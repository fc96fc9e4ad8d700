use tracing_subscriber::{EnvFilter, layer::SubscriberExt, util::SubscriberInitExt};

use crate::config::LoggingConfig;

/// Install the global subscriber. `RUST_LOG` wins over the configured level.
pub fn init(config: &LoggingConfig) -> anyhow::Result<()> {
    let filter = match std::env::var(EnvFilter::DEFAULT_ENV) {
        Ok(rust_log) => EnvFilter::try_new(&rust_log).unwrap_or_else(|err| {
            eprintln!(
                "invalid {}, falling back to level '{}' - {}",
                EnvFilter::DEFAULT_ENV,
                config.level,
                err,
            );
            EnvFilter::new(&config.level)
        }),
        Err(_) => EnvFilter::new(&config.level),
    };

    let registry = tracing_subscriber::registry().with(filter);
    if config.format == "json" {
        registry
            .with(tracing_subscriber::fmt::layer().json().with_writer(std::io::stderr))
            .try_init()?;
    } else {
        registry
            .with(tracing_subscriber::fmt::layer().with_writer(std::io::stderr))
            .try_init()?;
    }
    Ok(())
}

> [Exercise goal]:
List every line in the records above that contains the word "with".

> [Task result]:
    let registry = tracing_subscriber::registry().with(filter);
            .with(tracing_subscriber::fmt::layer().json().with_writer(std::io::stderr))
            .with(tracing_subscriber::fmt::layer().with_writer(std::io::stderr))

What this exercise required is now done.